**WHAT IS EXPECTED**. All entries should be printed precisely as written.
BEGIN PROVIDED RECORDS
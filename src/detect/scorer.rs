//! Weighted scoring of a text sample against the signature table
//!
//! Patterns are pre-compiled once behind a `Lazy`: a `RegexSet` per
//! language answers "which rules matched at all" in a single pass, and
//! the individual `Regex` values count non-overlapping matches only for
//! the rules the set flagged. Each matching rule contributes
//! `weight x match_count`; rules never suppress each other, so
//! overlapping evidence for several languages is expected and left for
//! the resolver to settle.

use once_cell::sync::Lazy;
use regex::{Regex, RegexSet};

use super::signatures::{LANGUAGE_SIGNATURES, LanguageSignature, validate_signature_table};

/// Per-call score accumulator, one entry per table language.
///
/// Entries follow signature-table iteration order, zeros included.
/// Scores are non-negative; nothing a rule does can subtract evidence.
#[derive(Debug, Clone, Default)]
pub struct ScoreBoard {
    entries: Vec<(&'static str, u64)>,
}

impl ScoreBoard {
    /// Build a board from explicit entries.
    ///
    /// The scorer produces boards internally; this constructor exists so
    /// callers can feed the resolver synthetic boards (and so tests can
    /// pin down tie-break behavior without crafting matching inputs).
    #[must_use]
    pub fn from_entries(entries: Vec<(&'static str, u64)>) -> Self {
        Self { entries }
    }

    /// All `(language, score)` pairs in table iteration order.
    #[must_use]
    pub fn entries(&self) -> &[(&'static str, u64)] {
        &self.entries
    }

    /// Score for one language, if it is on the board.
    #[must_use]
    pub fn get(&self, language: &str) -> Option<u64> {
        self.entries
            .iter()
            .find(|(id, _)| *id == language)
            .map(|(_, score)| *score)
    }

    /// Highest score on the board (0 for an empty board).
    #[must_use]
    pub fn max_score(&self) -> u64 {
        self.entries
            .iter()
            .map(|(_, score)| *score)
            .max()
            .unwrap_or(0)
    }

    /// True when the board carries no evidence at all.
    #[must_use]
    pub fn is_inconclusive(&self) -> bool {
        self.max_score() == 0
    }
}

/// One language's rules, compiled for matching.
struct CompiledSignature {
    id: &'static str,
    rule_set: RegexSet,
    rules: Vec<Regex>,
    weights: Vec<u64>,
}

impl CompiledSignature {
    fn compile(language: &LanguageSignature) -> Self {
        let patterns: Vec<&str> = language.rules.iter().map(|r| r.pattern).collect();
        // Individual compilation happened during table validation, so
        // these cannot fail here.
        Self {
            id: language.id,
            rule_set: RegexSet::new(&patterns)
                .unwrap_or_else(|e| panic!("signature set for {}: {e}", language.id)),
            rules: patterns
                .iter()
                .map(|p| {
                    Regex::new(p).unwrap_or_else(|e| panic!("signature for {}: {e}", language.id))
                })
                .collect(),
            weights: language.rules.iter().map(|r| u64::from(r.weight)).collect(),
        }
    }

    fn score(&self, code: &str) -> u64 {
        self.rule_set
            .matches(code)
            .iter()
            .map(|i| self.weights[i] * self.rules[i].find_iter(code).count() as u64)
            .sum()
    }
}

/// Compiled once at first detection; table problems are fatal here.
static COMPILED: Lazy<Vec<CompiledSignature>> = Lazy::new(|| {
    validate_signature_table().expect("language signature table failed startup validation");
    LANGUAGE_SIGNATURES
        .iter()
        .map(CompiledSignature::compile)
        .collect()
});

/// Score a text sample against every language in the table.
///
/// Pure function of its input and the static table: no side effects, no
/// shared state between calls, safe to invoke concurrently. Empty text
/// yields an all-zero board.
#[must_use]
pub fn score(code: &str) -> ScoreBoard {
    ScoreBoard {
        entries: COMPILED
            .iter()
            .map(|language| (language.id, language.score(code)))
            .collect(),
    }
}

/// Largest prefix of `s` at most `max_bytes` long that ends on a UTF-8
/// character boundary. Keeps the scan cap from slicing mid-character.
pub(crate) fn safe_prefix(s: &str, max_bytes: usize) -> &str {
    if max_bytes >= s.len() {
        return s;
    }
    let mut end = max_bytes;
    while end > 0 && !s.is_char_boundary(end) {
        end -= 1;
    }
    &s[..end]
}

#[cfg(test)]
mod tests {
    use super::*;

    #[test]
    fn empty_text_scores_zero_everywhere() {
        let board = score("");
        assert_eq!(board.entries().len(), LANGUAGE_SIGNATURES.len());
        assert!(board.is_inconclusive());
    }

    #[test]
    fn board_includes_non_matching_languages() {
        let board = score("def greet():\n    pass\n");
        assert!(board.get("python").unwrap() > 0);
        // Zero-score languages still get entries.
        assert_eq!(board.get("go"), Some(0));
    }

    #[test]
    fn repeated_matches_multiply_weight() {
        let once = score("SELECT id FROM users;\n");
        let twice = score("SELECT id FROM users;\nSELECT name FROM users;\n");
        assert!(twice.get("sql").unwrap() > once.get("sql").unwrap());
    }

    #[test]
    fn safe_prefix_respects_char_boundaries() {
        let s = "héllo"; // 'é' spans bytes 1..3
        assert_eq!(safe_prefix(s, 2), "h");
        assert_eq!(safe_prefix(s, 3), "hé");
        assert_eq!(safe_prefix(s, 100), s);
        assert_eq!(safe_prefix(s, 0), "");
    }
}
mod kind;
mod location;
mod question;

pub use kind::{InstrumentKind, QuestionType};
pub use location::{Coordinates, LocationPolicy, VoterLocation};
pub use question::{Answer, Choice, PollOption, Question};

/// Our instrument IDs are integers.
pub type InstrumentId = u32;
/// Our question IDs are integers.
pub type QuestionId = u32;
/// Our answer and option IDs are integers.
pub type AnswerId = u32;
/// Voter IDs are opaque strings handed to us by the identity layer.
pub type VoterId = String;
END PROVIDED RECORDS
**TASK SOLUTION**.
filename src/detect/scorer.rs
//! Weighted scoring of a text sample against the signature table
//!
//! Patterns are pre-compiled once behind a `Lazy`: a `RegexSet` per
//! language answers "which rules matched at all" in a single pass, and
//! the individual `Regex` values count non-overlapping matches only for
//! the rules the set flagged. Each matching rule contributes
//! `weight x match_count`; rules never suppress each other, so
//! overlapping evidence for several languages is expected and left for
//! the resolver to settle.

use once_cell::sync::Lazy;
use regex::{Regex, RegexSet};

use super::signatures::{LANGUAGE_SIGNATURES, LanguageSignature, validate_signature_table};

/// Per-call score accumulator, one entry per table language.
///
/// Entries follow signature-table iteration order, zeros included.
/// Scores are non-negative; nothing a rule does can subtract evidence.
#[derive(Debug, Clone, Default)]
pub struct ScoreBoard {
    entries: Vec<(&'static str, u64)>,
}

impl ScoreBoard {
    /// Build a board from explicit entries.
    ///
    /// The scorer produces boards internally; this constructor exists so
    /// callers can feed the resolver synthetic boards (and so tests can
    /// pin down tie-break behavior without crafting matching inputs).
    #[must_use]
    pub fn from_entries(entries: Vec<(&'static str, u64)>) -> Self {
        Self { entries }
    }

    /// All `(language, score)` pairs in table iteration order.
    #[must_use]
    pub fn entries(&self) -> &[(&'static str, u64)] {
        &self.entries
    }

    /// Score for one language, if it is on the board.
    #[must_use]
    pub fn get(&self, language: &str) -> Option<u64> {
        self.entries
            .iter()
            .find(|(id, _)| *id == language)
            .map(|(_, score)| *score)
    }

    /// Highest score on the board (0 for an empty board).
    #[must_use]
    pub fn max_score(&self) -> u64 {
        self.entries
            .iter()
            .map(|(_, score)| *score)
            .max()
            .unwrap_or(0)
    }

    /// True when the board carries no evidence at all.
    #[must_use]
    pub fn is_inconclusive(&self) -> bool {
        self.max_score() == 0
    }
}

/// One language's rules, compiled for matching.
struct CompiledSignature {
    id: &'static str,
    rule_set: RegexSet,
    rules: Vec<Regex>,
    weights: Vec<u64>,
}

impl CompiledSignature {
    fn compile(language: &LanguageSignature) -> Self {
        let patterns: Vec<&str> = language.rules.iter().map(|r| r.pattern).collect();
        // Individual compilation happened during table validation, so
        // these cannot fail here.
        Self {
            id: language.id,
            rule_set: RegexSet::new(&patterns)
                .unwrap_or_else(|e| panic!("signature set for {}: {e}", language.id)),
            rules: patterns
                .iter()
                .map(|p| {
                    Regex::new(p).unwrap_or_else(|e| panic!("signature for {}: {e}", language.id))
                })
                .collect(),
            weights: language.rules.iter().map(|r| u64::from(r.weight)).collect(),
        }
    }

    fn score(&self, code: &str) -> u64 {
        self.rule_set
            .matches(code)
            .iter()
            .map(|i| self.weights[i] * self.rules[i].find_iter(code).count() as u64)
            .sum()
    }
}

/// Compiled once at first detection; table problems are fatal here.
static COMPILED: Lazy<Vec<CompiledSignature>> = Lazy::new(|| {
    validate_signature_table().expect("language signature table failed startup validation");
    LANGUAGE_SIGNATURES
        .iter()
        .map(CompiledSignature::compile)
        .collect()
});

/// Score a text sample against every language in the table.
///
/// Pure function of its input and the static table: no side effects, no
/// shared state between calls, safe to invoke concurrently. Empty text
/// yields an all-zero board.
#[must_use]
pub fn score(code: &str) -> ScoreBoard {
    ScoreBoard {
        entries: COMPILED
            .iter()
            .map(|language| (language.id, language.score(code)))
            .collect(),
    }
}

/// Largest prefix of `s` at most `max_bytes` long that ends on a UTF-8
/// character boundary. Keeps the scan cap from slicing mid-character.
pub(crate) fn safe_prefix(s: &str, max_bytes: usize) -> &str {
    if max_bytes >= s.len() {
        return s;
    }
    let mut end = max_bytes;
    while end > 0 && !s.is_char_boundary(end) {
        end -= 1;
    }
    &s[..end]
}

#[cfg(test)]
mod tests {
    use super::*;

    #[test]
    fn empty_text_scores_zero_everywhere() {
        let board = score("");
        assert_eq!(board.entries().len(), LANGUAGE_SIGNATURES.len());
        assert!(board.is_inconclusive());
    }

    #[test]
    fn board_includes_non_matching_languages() {
        let board = score("def greet():\n    pass\n");
        assert!(board.get("python").unwrap() > 0);
        // Zero-score languages still get entries.
        assert_eq!(board.get("go"), Some(0));
    }

    #[test]
    fn repeated_matches_multiply_weight() {
        let once = score("SELECT id FROM users;\n");
        let twice = score("SELECT id FROM users;\nSELECT name FROM users;\n");
        assert!(twice.get("sql").unwrap() > once.get("sql").unwrap());
    }

    #[test]
    fn safe_prefix_respects_char_boundaries() {
        let s = "héllo"; // 'é' spans bytes 1..3
        assert_eq!(safe_prefix(s, 2), "h");
        assert_eq!(safe_prefix(s, 3), "hé");
        assert_eq!(safe_prefix(s, 100), s);
        assert_eq!(safe_prefix(s, 0), "");
    }
}
mod kind;
mod location;
mod question;

pub use kind::{InstrumentKind, QuestionType};
pub use location::{Coordinates, LocationPolicy, VoterLocation};
pub use question::{Answer, Choice, PollOption, Question};

/// Our instrument IDs are integers.
pub type InstrumentId = u32;
/// Our question IDs are integers.
pub type QuestionId = u32;
/// Our answer and option IDs are integers.
pub type AnswerId = u32;
/// Voter IDs are opaque strings handed to us by the identity layer.
pub type VoterId = String;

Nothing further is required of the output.